Opening Night Roster:
Moulson – Tavares – Okposo
Grabner – Nielson – Boyes
Boulton – Bailey – Ullstrom
Jesse Joensuu – Aucoin/Cizikas -Reasoner
Hamonic – Streit
Martinek – McDonald
Hickey – Carkner
Extras: Matt Martin – LW, Colin Mcdonald – RW, Joe Finley – D, Brian Strait
Visnovsky is on the opening night roster, but as he’s suspended by the team and still in Slovakia, don’t expect an appearance.
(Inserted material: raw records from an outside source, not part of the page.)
//! Render-ready view assembly.
//!
//! Flattens a session's composite graph, position map and layout
//! geometry into the single JSON payload a renderer consumes. The view
//! is a snapshot: it borrows nothing from the session and can be shipped
//! over any channel.

use serde::{Deserialize, Serialize};
use trellis_graph::{EdgeId, NodeId};
use trellis_overlay::Provenance;
use trellis_sync::{MapId, MapSession, SessionState};

/// One positioned node, ready to draw.
#[derive(Debug, Clone, PartialEq, Serialize, Deserialize)]
pub struct RenderNode {
    pub id: NodeId,
    pub content: String,
    pub kind: String,
    pub provenance: Provenance,
    pub stack_order: u32,
    pub provisional: bool,
    pub x: f64,
    pub y: f64,
    pub width: f64,
    pub height: f64,
}

/// One edge, ready to draw between node boxes.
#[derive(Debug, Clone, PartialEq, Serialize, Deserialize)]
pub struct RenderEdge {
    pub id: EdgeId,
    pub source: NodeId,
    pub target: NodeId,
    pub label: String,
    pub provenance: Provenance,
    pub stack_order: u32,
    pub provisional: bool,
}

/// The complete render-ready state of one session.
#[derive(Debug, Clone, PartialEq, Serialize, Deserialize)]
pub struct RenderView {
    pub map_id: MapId,
    pub state: SessionState,
    pub suggestion_summary: Option<String>,
    pub nodes: Vec<RenderNode>,
    pub edges: Vec<RenderEdge>,
}

impl RenderView {
    /// Project the session's current composite and positions.
    pub fn from_session(session: &MapSession) -> Self {
        let config = session.layout_config();
        let positions = session.positions();

        let nodes = session
            .composite()
            .nodes
            .iter()
            .map(|composite| {
                let position = positions
                    .get(&composite.node.id)
                    .copied()
                    .unwrap_or_default();
                RenderNode {
                    id: composite.node.id.clone(),
                    content: composite.node.content.clone(),
                    kind: composite.node.kind.clone(),
                    provenance: composite.provenance,
                    stack_order: composite.stack_order,
                    provisional: composite.provenance.is_provisional(),
                    x: position.x,
                    y: position.y,
                    width: config.node_width,
                    height: config.node_height,
                }
            })
            .collect();

        let edges = session
            .composite()
            .edges
            .iter()
            .map(|composite| RenderEdge {
                id: composite.edge.id.clone(),
                source: composite.edge.source.clone(),
                target: composite.edge.target.clone(),
                label: composite.edge.label.clone(),
                provenance: composite.provenance,
                stack_order: composite.stack_order,
                provisional: composite.provenance.is_provisional(),
            })
            .collect();

        Self {
            map_id: session.map_id().clone(),
            state: session.state(),
            suggestion_summary: session.summary().map(str::to_string),
            nodes,
            edges,
        }
    }
}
The Islanders have a fair shot at making the playoffs in a shortened season. This season will be defined by who starts hot and who stays hot, which the Islanders have the capability to do both on offense and in goal. Defense is a huge question mark though and that never leads to a good situation, especially added to the fact the defense will have the “when’s Lubo coming and when will I lose my job?” hanging over their heads. Not a good thing. As for the seasons prospects, even though it’s realistic they could slip in the playoffs in a low seed, expect the Islanders to have another bottom-dwelling year. I’m predicting a 14th place finish for the Islanders, despite an award-winning year from Tavares.